• _What you are asked to do_
Go to the line containing "buildable from the" in the records below and print it and every following line exactly, on through the line containing "pub type Result<T>", then stop.

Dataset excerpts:

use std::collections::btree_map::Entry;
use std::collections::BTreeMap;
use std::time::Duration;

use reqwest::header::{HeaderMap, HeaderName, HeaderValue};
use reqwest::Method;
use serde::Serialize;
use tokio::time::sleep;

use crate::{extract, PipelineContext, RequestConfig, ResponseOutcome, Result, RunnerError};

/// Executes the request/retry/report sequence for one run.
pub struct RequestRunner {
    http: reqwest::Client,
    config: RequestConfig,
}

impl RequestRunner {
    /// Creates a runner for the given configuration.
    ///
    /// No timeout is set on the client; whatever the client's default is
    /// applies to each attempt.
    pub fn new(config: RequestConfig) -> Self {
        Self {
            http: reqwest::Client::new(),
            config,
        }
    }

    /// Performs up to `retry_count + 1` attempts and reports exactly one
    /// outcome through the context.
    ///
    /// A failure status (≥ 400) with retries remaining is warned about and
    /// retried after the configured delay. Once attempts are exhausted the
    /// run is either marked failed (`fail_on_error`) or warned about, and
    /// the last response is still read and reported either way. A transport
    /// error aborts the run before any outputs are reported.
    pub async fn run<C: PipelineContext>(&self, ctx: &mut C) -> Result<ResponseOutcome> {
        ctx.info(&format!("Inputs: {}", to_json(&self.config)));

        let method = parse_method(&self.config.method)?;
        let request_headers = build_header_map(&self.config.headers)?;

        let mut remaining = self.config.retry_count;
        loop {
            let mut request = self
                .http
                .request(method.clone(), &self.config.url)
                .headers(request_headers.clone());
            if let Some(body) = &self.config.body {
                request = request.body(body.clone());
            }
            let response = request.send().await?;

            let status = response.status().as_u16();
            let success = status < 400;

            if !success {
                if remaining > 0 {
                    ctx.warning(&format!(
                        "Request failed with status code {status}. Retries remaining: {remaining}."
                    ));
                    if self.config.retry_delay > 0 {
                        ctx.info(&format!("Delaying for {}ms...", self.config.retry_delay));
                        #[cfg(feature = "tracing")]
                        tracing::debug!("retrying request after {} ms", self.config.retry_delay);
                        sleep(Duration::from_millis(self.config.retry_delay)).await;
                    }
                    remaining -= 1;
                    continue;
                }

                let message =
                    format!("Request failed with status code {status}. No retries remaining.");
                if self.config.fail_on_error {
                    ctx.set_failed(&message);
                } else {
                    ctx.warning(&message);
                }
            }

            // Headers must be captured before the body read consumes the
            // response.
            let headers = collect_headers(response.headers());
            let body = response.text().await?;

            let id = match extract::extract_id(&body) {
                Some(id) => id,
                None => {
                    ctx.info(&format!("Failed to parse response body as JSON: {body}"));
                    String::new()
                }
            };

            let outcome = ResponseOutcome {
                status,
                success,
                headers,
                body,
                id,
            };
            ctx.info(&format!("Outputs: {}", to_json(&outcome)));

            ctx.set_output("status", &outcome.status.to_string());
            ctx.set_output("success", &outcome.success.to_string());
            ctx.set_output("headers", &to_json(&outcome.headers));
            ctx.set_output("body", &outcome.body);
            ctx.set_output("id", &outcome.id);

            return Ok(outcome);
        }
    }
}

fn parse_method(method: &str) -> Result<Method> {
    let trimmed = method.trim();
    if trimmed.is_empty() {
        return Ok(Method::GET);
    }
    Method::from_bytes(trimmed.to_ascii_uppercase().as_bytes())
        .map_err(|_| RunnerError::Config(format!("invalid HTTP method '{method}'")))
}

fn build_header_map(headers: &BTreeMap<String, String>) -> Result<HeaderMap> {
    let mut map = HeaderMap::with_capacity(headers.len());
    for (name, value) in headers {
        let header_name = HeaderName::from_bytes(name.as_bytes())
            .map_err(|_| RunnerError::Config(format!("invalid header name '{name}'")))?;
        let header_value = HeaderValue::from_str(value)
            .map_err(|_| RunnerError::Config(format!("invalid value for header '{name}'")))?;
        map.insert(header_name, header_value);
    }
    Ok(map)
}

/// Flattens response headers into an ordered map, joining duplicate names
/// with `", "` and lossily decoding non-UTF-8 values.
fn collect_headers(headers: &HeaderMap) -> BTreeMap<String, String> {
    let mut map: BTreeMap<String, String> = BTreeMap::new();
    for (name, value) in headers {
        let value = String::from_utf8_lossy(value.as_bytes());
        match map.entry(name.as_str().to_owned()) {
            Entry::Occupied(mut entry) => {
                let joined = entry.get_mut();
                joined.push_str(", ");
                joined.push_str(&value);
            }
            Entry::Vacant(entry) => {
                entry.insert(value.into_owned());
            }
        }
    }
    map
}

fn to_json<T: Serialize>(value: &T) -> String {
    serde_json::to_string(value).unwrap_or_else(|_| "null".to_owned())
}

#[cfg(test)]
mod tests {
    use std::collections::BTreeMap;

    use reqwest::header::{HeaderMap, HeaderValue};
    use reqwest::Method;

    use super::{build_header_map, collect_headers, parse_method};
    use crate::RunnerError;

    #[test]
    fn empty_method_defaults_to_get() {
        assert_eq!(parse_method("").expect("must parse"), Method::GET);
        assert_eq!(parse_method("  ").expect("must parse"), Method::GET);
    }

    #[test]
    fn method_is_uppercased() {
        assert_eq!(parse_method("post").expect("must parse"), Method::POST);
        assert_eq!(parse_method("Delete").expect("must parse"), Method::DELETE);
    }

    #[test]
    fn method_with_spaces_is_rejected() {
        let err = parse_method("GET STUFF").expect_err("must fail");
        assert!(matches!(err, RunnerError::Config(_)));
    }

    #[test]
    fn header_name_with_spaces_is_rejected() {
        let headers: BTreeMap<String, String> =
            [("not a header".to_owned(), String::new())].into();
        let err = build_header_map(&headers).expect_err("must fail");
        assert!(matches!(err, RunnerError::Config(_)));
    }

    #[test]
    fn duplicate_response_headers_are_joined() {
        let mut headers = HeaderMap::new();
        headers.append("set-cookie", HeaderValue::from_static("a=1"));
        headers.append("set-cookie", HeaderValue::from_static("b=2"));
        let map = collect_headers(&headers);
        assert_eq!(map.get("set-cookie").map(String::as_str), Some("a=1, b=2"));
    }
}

--

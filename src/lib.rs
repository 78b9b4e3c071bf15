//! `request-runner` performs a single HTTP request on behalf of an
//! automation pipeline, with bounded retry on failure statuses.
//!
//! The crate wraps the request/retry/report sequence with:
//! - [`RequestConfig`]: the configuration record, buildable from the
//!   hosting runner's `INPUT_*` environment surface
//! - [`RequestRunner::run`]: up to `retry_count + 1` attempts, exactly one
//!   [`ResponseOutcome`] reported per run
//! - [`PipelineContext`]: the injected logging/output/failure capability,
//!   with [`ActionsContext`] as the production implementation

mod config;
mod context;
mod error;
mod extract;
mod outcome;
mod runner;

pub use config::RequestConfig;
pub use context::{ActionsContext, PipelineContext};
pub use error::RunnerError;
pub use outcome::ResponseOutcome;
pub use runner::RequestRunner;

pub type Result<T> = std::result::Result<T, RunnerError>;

---

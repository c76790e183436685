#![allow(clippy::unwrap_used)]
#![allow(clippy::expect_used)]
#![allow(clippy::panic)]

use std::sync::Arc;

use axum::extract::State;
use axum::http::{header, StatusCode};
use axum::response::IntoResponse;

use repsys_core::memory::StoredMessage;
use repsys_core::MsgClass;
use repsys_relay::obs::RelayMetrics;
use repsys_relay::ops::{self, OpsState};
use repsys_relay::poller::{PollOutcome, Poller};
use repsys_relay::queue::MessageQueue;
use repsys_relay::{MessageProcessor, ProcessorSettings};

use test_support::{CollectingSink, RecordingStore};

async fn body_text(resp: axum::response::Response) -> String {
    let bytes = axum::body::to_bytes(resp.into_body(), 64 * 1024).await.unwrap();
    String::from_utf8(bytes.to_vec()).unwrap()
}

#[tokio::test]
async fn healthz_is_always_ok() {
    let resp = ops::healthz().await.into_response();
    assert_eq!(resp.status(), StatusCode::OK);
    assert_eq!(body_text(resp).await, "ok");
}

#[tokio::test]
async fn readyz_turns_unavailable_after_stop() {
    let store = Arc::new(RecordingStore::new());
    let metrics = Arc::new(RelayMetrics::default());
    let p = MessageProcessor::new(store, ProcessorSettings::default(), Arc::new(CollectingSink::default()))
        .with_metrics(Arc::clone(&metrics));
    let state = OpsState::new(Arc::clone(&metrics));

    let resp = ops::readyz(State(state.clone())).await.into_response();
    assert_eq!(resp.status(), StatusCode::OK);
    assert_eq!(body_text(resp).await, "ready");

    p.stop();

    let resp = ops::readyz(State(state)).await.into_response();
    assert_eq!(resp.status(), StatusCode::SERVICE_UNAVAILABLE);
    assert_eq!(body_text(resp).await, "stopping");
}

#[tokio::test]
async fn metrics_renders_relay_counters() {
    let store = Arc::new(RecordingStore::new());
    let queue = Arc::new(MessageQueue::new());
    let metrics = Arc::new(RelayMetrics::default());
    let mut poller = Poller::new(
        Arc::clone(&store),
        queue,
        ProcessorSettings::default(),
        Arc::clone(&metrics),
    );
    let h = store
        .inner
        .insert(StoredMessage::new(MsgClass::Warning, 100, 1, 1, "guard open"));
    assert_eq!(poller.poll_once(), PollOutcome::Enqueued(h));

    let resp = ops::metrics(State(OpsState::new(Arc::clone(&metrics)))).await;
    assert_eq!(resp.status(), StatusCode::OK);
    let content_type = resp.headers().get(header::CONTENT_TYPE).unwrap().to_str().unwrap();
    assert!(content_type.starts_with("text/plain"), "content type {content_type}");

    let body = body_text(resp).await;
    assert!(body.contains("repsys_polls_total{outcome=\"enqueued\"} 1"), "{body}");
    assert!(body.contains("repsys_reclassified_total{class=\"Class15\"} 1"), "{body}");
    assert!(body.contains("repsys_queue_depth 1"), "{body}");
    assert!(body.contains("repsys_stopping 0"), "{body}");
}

• _Output of the task_
//! - [`RequestConfig`]: the configuration record, buildable from the
//!   hosting runner's `INPUT_*` environment surface
//! - [`RequestRunner::run`]: up to `retry_count + 1` attempts, exactly one
//!   [`ResponseOutcome`] reported per run
//! - [`PipelineContext`]: the injected logging/output/failure capability,
//!   with [`ActionsContext`] as the production implementation

mod config;
mod context;
mod error;
mod extract;
mod outcome;
mod runner;

pub use config::RequestConfig;
pub use context::{ActionsContext, PipelineContext};
pub use error::RunnerError;
pub use outcome::ResponseOutcome;
pub use runner::RequestRunner;

pub type Result<T> = std::result::Result<T, RunnerError>;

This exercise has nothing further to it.